Scan the entries for lines with the word "buffered" and copy those lines.

-------- Records for the exercise --------

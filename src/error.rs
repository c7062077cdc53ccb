use crate::transport::{Response, TransportError};
use thiserror::Error;

/// Crate-wide result alias.
pub type Result<T> = std::result::Result<T, Error>;

#[derive(Debug, Error)]
pub enum Error {
    /// Invalid declarative input: bad base URL scheme, bad route name,
    /// malformed template. Raised while a client is being declared,
    /// never during a call.
    #[error("configuration error: {0}")]
    Config(String),

    #[error("unknown route `{route}`")]
    UnknownRoute { route: String },

    #[error("route `{route}` is missing required argument `{name}`")]
    MissingArgument { route: String, name: String },

    /// A `{name}` path placeholder or a derived header/query value named a
    /// provider that is neither registered nor present in instance state.
    #[error("no provider or state entry named `{name}`")]
    UnresolvedValue { name: String },

    #[error("invalid header `{name}`: {reason}")]
    InvalidHeader { name: String, reason: String },

    #[error("route `{route}` streams to {expected}; pass a matching stream target at call time")]
    MissingStreamTarget {
        route: String,
        expected: &'static str,
    },

    /// Network-level failure reported by the transport. Retried while the
    /// classification is transient and attempts remain.
    #[error(transparent)]
    Transport(#[from] TransportError),

    /// Status outside the expected set, or a body that failed to decode.
    /// Carries the raw response for caller inspection. Never retried.
    #[error("unexpected response: {reason}")]
    UnexpectedResponse {
        reason: String,
        response: Box<Response>,
    },

    #[error("I/O error: {0}")]
    Io(#[from] std::io::Error),

    #[error("JSON error: {0}")]
    Json(#[from] serde_json::Error),
}

impl Error {
    /// Whether the retry loop may re-dispatch after this failure.
    #[must_use]
    pub fn is_transient(&self) -> bool {
        match self {
            Self::Transport(e) => e.is_transient(),
            _ => false,
        }
    }

    pub(crate) fn unexpected_response(reason: impl Into<String>, response: Response) -> Self {
        Self::UnexpectedResponse {
            reason: reason.into(),
            response: Box::new(response),
        }
    }

    /// The raw response attached to an [`Error::UnexpectedResponse`].
    #[must_use]
    pub fn response(&self) -> Option<&Response> {
        match self {
            Self::UnexpectedResponse { response, .. } => Some(response),
            _ => None,
        }
    }
}
//! The transport seam: what the request pipeline calls to move bytes.
//!
//! The core never talks to the network directly; it hands a fully
//! resolved [`TransportRequest`] to a [`Transport`]. The default
//! implementation rides on reqwest. Tests swap in scripted transports.

use crate::error::{Error, Result};
use async_trait::async_trait;
use futures_util::StreamExt;
use indexmap::IndexMap;
use reqwest::header::{HeaderMap, HeaderName, HeaderValue};
use serde::Serialize;
use serde_json::Value;
use std::str::FromStr;
use std::time::Duration;
use thiserror::Error;

/// Network-level failure with a transient classification.
///
/// Transient failures are safe to re-dispatch; everything else surfaces
/// to the caller on the first occurrence.
#[derive(Debug, Error)]
#[error("{kind}: {message}")]
pub struct TransportError {
    kind: TransportErrorKind,
    message: String,
}

#[derive(Debug, Clone, Copy, PartialEq, Eq)]
pub enum TransportErrorKind {
    /// Connection refused or could not be established.
    Connect,
    /// Connection reset mid-exchange.
    Reset,
    /// Open or read timeout.
    Timeout,
    /// Name resolution or socket-level failure.
    Dns,
    /// Body read failed or the stream ended early.
    Read,
    /// Anything the transport could not classify; never retried.
    Other,
}

impl std::fmt::Display for TransportErrorKind {
    fn fmt(&self, f: &mut std::fmt::Formatter<'_>) -> std::fmt::Result {
        let text = match self {
            Self::Connect => "connection failed",
            Self::Reset => "connection reset",
            Self::Timeout => "timed out",
            Self::Dns => "name resolution failed",
            Self::Read => "body read failed",
            Self::Other => "transport error",
        };
        f.write_str(text)
    }
}

impl TransportError {
    #[must_use]
    pub fn new(kind: TransportErrorKind, message: impl Into<String>) -> Self {
        Self {
            kind,
            message: message.into(),
        }
    }

    #[must_use]
    pub fn connect(message: impl Into<String>) -> Self {
        Self::new(TransportErrorKind::Connect, message)
    }

    #[must_use]
    pub fn reset(message: impl Into<String>) -> Self {
        Self::new(TransportErrorKind::Reset, message)
    }

    #[must_use]
    pub fn timeout(message: impl Into<String>) -> Self {
        Self::new(TransportErrorKind::Timeout, message)
    }

    #[must_use]
    pub fn other(message: impl Into<String>) -> Self {
        Self::new(TransportErrorKind::Other, message)
    }

    #[must_use]
    pub const fn kind(&self) -> TransportErrorKind {
        self.kind
    }

    #[must_use]
    pub const fn is_transient(&self) -> bool {
        !matches!(self.kind, TransportErrorKind::Other)
    }
}

impl From<reqwest::Error> for TransportError {
    fn from(e: reqwest::Error) -> Self {
        let kind = if e.is_connect() {
            TransportErrorKind::Connect
        } else if e.is_timeout() {
            TransportErrorKind::Timeout
        } else if e.is_body() || e.is_decode() {
            TransportErrorKind::Read
        } else {
            TransportErrorKind::Other
        };
        Self::new(kind, e.to_string())
    }
}

/// A fully resolved request, ready to dispatch.
#[derive(Debug, Clone)]
pub struct TransportRequest {
    pub method: reqwest::Method,
    pub url: String,
    pub body: Option<String>,
    pub headers: IndexMap<String, String>,
    pub connection_options: IndexMap<String, Value>,
}

/// Status and headers, known before the body arrives.
#[derive(Debug, Clone, Serialize)]
pub struct ResponseHead {
    pub status: u16,
    pub headers: IndexMap<String, String>,
}

impl ResponseHead {
    #[must_use]
    pub const fn is_success(&self) -> bool {
        self.status >= 200 && self.status < 300
    }
}

/// A complete, buffered response.
#[derive(Debug, Clone, Serialize)]
pub struct Response {
    pub status: u16,
    pub headers: IndexMap<String, String>,
    pub body: String,
}

impl Response {
    #[must_use]
    pub const fn is_success(&self) -> bool {
        self.status >= 200 && self.status < 300
    }

    #[must_use]
    pub fn header(&self, name: &str) -> Option<&str> {
        self.headers
            .iter()
            .find(|(k, _)| k.eq_ignore_ascii_case(name))
            .map(|(_, v)| v.as_str())
    }

    #[must_use]
    pub fn head(&self) -> ResponseHead {
        ResponseHead {
            status: self.status,
            headers: self.headers.clone(),
        }
    }

    pub(crate) fn from_head(head: ResponseHead) -> Self {
        Self {
            status: head.status,
            headers: head.headers,
            body: String::new(),
        }
    }
}

/// Per-chunk callback for streaming dispatch. Receives the response head
/// alongside each raw chunk; returning an error aborts the transfer.
pub type ChunkSink<'a> = &'a mut (dyn FnMut(&ResponseHead, &[u8]) -> Result<()> + Send);

#[async_trait]
pub trait Transport: Send + Sync {
    /// Single request/response exchange with the body fully buffered.
    async fn perform_request(&self, request: TransportRequest) -> Result<Response>;

    /// Dispatches a request and hands received chunks to `on_chunk` as
    /// they arrive, returning the response head once the body ends.
    async fn perform_streaming_request(
        &self,
        request: TransportRequest,
        on_chunk: ChunkSink<'_>,
    ) -> Result<ResponseHead>;
}

/// Default transport on a shared reqwest client.
pub struct HttpTransport {
    client: reqwest::Client,
}

impl HttpTransport {
    /// Builds the underlying client with the default timeouts
    /// (10 s connect, 30 s request).
    pub fn new() -> Result<Self> {
        Self::with_timeouts(Duration::from_secs(10), Duration::from_secs(30))
    }

    pub fn with_timeouts(connect: Duration, request: Duration) -> Result<Self> {
        let client = reqwest::Client::builder()
            .connect_timeout(connect)
            .timeout(request)
            .build()
            .map_err(|e| Error::Config(format!("failed to build HTTP client: {e}")))?;
        Ok(Self { client })
    }

    fn build(&self, request: &TransportRequest) -> Result<reqwest::RequestBuilder> {
        let mut headers = HeaderMap::new();
        for (name, value) in &request.headers {
            let header_name = HeaderName::from_str(name).map_err(|e| Error::InvalidHeader {
                name: name.clone(),
                reason: e.to_string(),
            })?;
            let header_value = HeaderValue::from_str(value).map_err(|e| Error::InvalidHeader {
                name: name.clone(),
                reason: e.to_string(),
            })?;
            headers.insert(header_name, header_value);
        }

        let mut builder = self
            .client
            .request(request.method.clone(), &request.url)
            .headers(headers);

        // read_timeout_ms / timeout_ms override the client-wide request
        // timeout for this call; other options pass through untouched.
        if let Some(ms) = request
            .connection_options
            .get("read_timeout_ms")
            .or_else(|| request.connection_options.get("timeout_ms"))
            .and_then(Value::as_u64)
        {
            builder = builder.timeout(Duration::from_millis(ms));
        }

        if let Some(body) = &request.body {
            builder = builder.body(body.clone());
        }
        Ok(builder)
    }
}

#[async_trait]
impl Transport for HttpTransport {
    async fn perform_request(&self, request: TransportRequest) -> Result<Response> {
        let response = self
            .build(&request)?
            .send()
            .await
            .map_err(TransportError::from)?;

        let status = response.status().as_u16();
        let headers = header_pairs(response.headers());
        let body = response.text().await.map_err(TransportError::from)?;

        Ok(Response {
            status,
            headers,
            body,
        })
    }

    async fn perform_streaming_request(
        &self,
        request: TransportRequest,
        on_chunk: ChunkSink<'_>,
    ) -> Result<ResponseHead> {
        let response = self
            .build(&request)?
            .send()
            .await
            .map_err(TransportError::from)?;

        let head = ResponseHead {
            status: response.status().as_u16(),
            headers: header_pairs(response.headers()),
        };

        let mut stream = response.bytes_stream();
        while let Some(chunk) = stream.next().await {
            let chunk = chunk.map_err(TransportError::from)?;
            on_chunk(&head, &chunk)?;
        }
        Ok(head)
    }
}

fn header_pairs(headers: &HeaderMap) -> IndexMap<String, String> {
    headers
        .iter()
        .map(|(k, v)| {
            (
                k.as_str().to_string(),
                v.to_str().unwrap_or_default().to_string(),
            )
        })
        .collect()
}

--------

> **Exercise output**
/// A complete, buffered response.
    /// Single request/response exchange with the body fully buffered.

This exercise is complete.